Es war schon beinahe überstanden, das elende Sommertheater. Wochenlang war der Beweis für die lang heraufbeschworene «Woke-Kultur» bejubelt worden: Seht her, es ist wahr, hatte man nicht davor gewarnt? Genüsslich wurden Begriffe wie «Kultur-Apartheid» aus der vorbereiteten Schublade gezogen, der sogenannte Kulturkampf konnte verortet werden: an einem lauen Abend in einer Berner Gartenbeiz.
Liebe Brasserie, bei aller Verbundenheit: Klar, es wäre wünschenswert, in Ruhe über das Konzept der kulturellen Aneignung diskutieren zu können. Und ja, es gab schlaue Beiträge zum Thema; auch wenn sich viele – vorsichtige Vermutung – wohl eher mit dem Getöse in den Kommentarspalten beschäftigten als mit einer pophistorischen Einordnung der «Republik» mit siebzehn Minuten Lesezeit. Aber ebendieses Getöse ist doch sehr vorhersehbar; es läuft ja schon regelmässig etwa in der NZZ.
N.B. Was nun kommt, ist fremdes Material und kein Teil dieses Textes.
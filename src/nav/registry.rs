//! Navigator session registry
//!
//! Keeps live navigator sessions addressable by the id embedded in their
//! controls and runs one idle watchdog per session. Transport-agnostic: the
//! Telegram adapter and the tests use the same registry.

use super::{NavAction, NavError, NavOutcome, NavTransport, NavigatorSession, SessionId};
use std::collections::HashMap;
use std::sync::{Arc, Weak};
use tokio::sync::{Mutex, RwLock};
use tokio_util::sync::CancellationToken;
use tracing::{debug, info};

type SharedSession<T> = Arc<Mutex<NavigatorSession<T>>>;

/// Live sessions plus their watchdog cancellation tokens
pub struct SessionRegistry<T: NavTransport> {
    sessions: RwLock<HashMap<SessionId, SharedSession<T>>>,
    cancellation_tokens: RwLock<HashMap<SessionId, CancellationToken>>,
}

impl<T: NavTransport> Default for SessionRegistry<T> {
    fn default() -> Self {
        Self::new()
    }
}

impl<T: NavTransport> SessionRegistry<T> {
    /// Create a new empty registry
    #[must_use]
    pub fn new() -> Self {
        Self {
            sessions: RwLock::new(HashMap::new()),
            cancellation_tokens: RwLock::new(HashMap::new()),
        }
    }

    /// Register an opened session and start its idle watchdog.
    pub async fn insert(self: &Arc<Self>, session: NavigatorSession<T>) -> SessionId {
        let id = session.id().clone();
        let shared = Arc::new(Mutex::new(session));
        let token = CancellationToken::new();

        {
            let mut sessions = self.sessions.write().await;
            sessions.insert(id.clone(), shared.clone());
        }

        {
            let mut tokens = self.cancellation_tokens.write().await;
            tokens.insert(id.clone(), token.clone());
        }

        spawn_watchdog(Arc::downgrade(self), id.clone(), shared, token);
        id
    }

    /// Get session if exists
    pub async fn get(&self, id: &SessionId) -> Option<SharedSession<T>> {
        let sessions = self.sessions.read().await;
        sessions.get(id).cloned()
    }

    /// Check if session exists
    pub async fn contains(&self, id: &SessionId) -> bool {
        let sessions = self.sessions.read().await;
        sessions.contains_key(id)
    }

    /// Route a control press to its session.
    ///
    /// Presses for unknown sessions (expired, stopped, or from before a
    /// restart) report `Closed` without touching any transport.
    ///
    /// # Errors
    ///
    /// Transport failures from the session.
    pub async fn dispatch(
        &self,
        id: &SessionId,
        action: NavAction,
    ) -> Result<NavOutcome, NavError> {
        let Some(session) = self.get(id).await else {
            debug!(session = %id, "Press for unknown navigator session");
            return Ok(NavOutcome::Closed);
        };

        let (outcome, closed) = {
            let mut session = session.lock().await;
            let outcome = session.handle_action(action).await;
            (outcome, session.is_closed())
        };

        if closed {
            self.remove(id).await;
        }
        outcome
    }

    /// Remove a session and stop its watchdog
    pub async fn remove(&self, id: &SessionId) {
        {
            let mut sessions = self.sessions.write().await;
            sessions.remove(id);
        }

        {
            let mut tokens = self.cancellation_tokens.write().await;
            if let Some(token) = tokens.remove(id) {
                token.cancel();
            }
        }
    }

    /// Get the number of live sessions
    pub async fn len(&self) -> usize {
        let sessions = self.sessions.read().await;
        sessions.len()
    }

    /// Check if registry is empty
    pub async fn is_empty(&self) -> bool {
        let sessions = self.sessions.read().await;
        sessions.is_empty()
    }
}

/// Fire `on_timeout` once the session has been idle for its full timeout.
///
/// The session lock is taken before deciding, so an action that is still
/// fetching or rendering always completes first.
fn spawn_watchdog<T: NavTransport>(
    registry: Weak<SessionRegistry<T>>,
    id: SessionId,
    session: SharedSession<T>,
    token: CancellationToken,
) {
    tokio::spawn(async move {
        loop {
            let deadline = {
                let session = session.lock().await;
                if session.is_closed() {
                    break;
                }
                session.last_activity() + session.timeout()
            };

            tokio::select! {
                () = token.cancelled() => break,
                () = tokio::time::sleep_until(deadline) => {}
            }

            let mut session = session.lock().await;
            if session.is_closed() {
                break;
            }
            if session.idle_for() >= session.timeout() {
                session.on_timeout().await;
                drop(session);
                info!(session = %id, "Idle navigator evicted");
                if let Some(registry) = registry.upgrade() {
                    registry.remove(&id).await;
                }
                break;
            }
        }
    });
}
Seis drum, wie gesagt: überstanden, fertig Sommerloch. Doch gerade als es schien, es seien jetzt wirklich der hinterletzte Experte und der allerälteste Autor zum Thema befragt worden, wird dem Stück ein Akt angehängt: Lauwarm durften wieder nicht spielen, diesmal an der Lorraine-Chilbi in Bern. Der Auftritt wäre eine «zu grosse Kontroverse für ein Quartierfest» gewesen, so einer der Organisator:innen gegenüber dem «SonntagsBlick». Das hätte man sich früher überlegen können, und sowieso: Wie kann jemand nach diesem Sommer allen Ernstes noch glauben, eine Absage würde die Angelegenheit beruhigen?
Und mal abgesehen davon, dass die Sau jetzt weiter durchs Quartier getrieben wird, bis sie vor Erschöpfung tot im Lorrainepark liegt: Das Konzert einer (wahrscheinlich schlecht bezahlten) Band abzubrechen oder kurzfristig aus konfusen Gründen abzusagen, nachdem man sie selber gebucht hat? Das, liebe Kulturveranstalter:innen, ist nicht Cancel Culture, sondern schlechter Stil. Daran sollte man sich erinnern, bevor man sich nächstes Mal im gleichen Zug den Rechten zum Frass vorwirft.
Aber wie ein Kommentarschreiber auf der Website des «SonntagsBlick» hellsichtig meinte: «Das Absurde wird den Leuten verleiden! Weiter so!»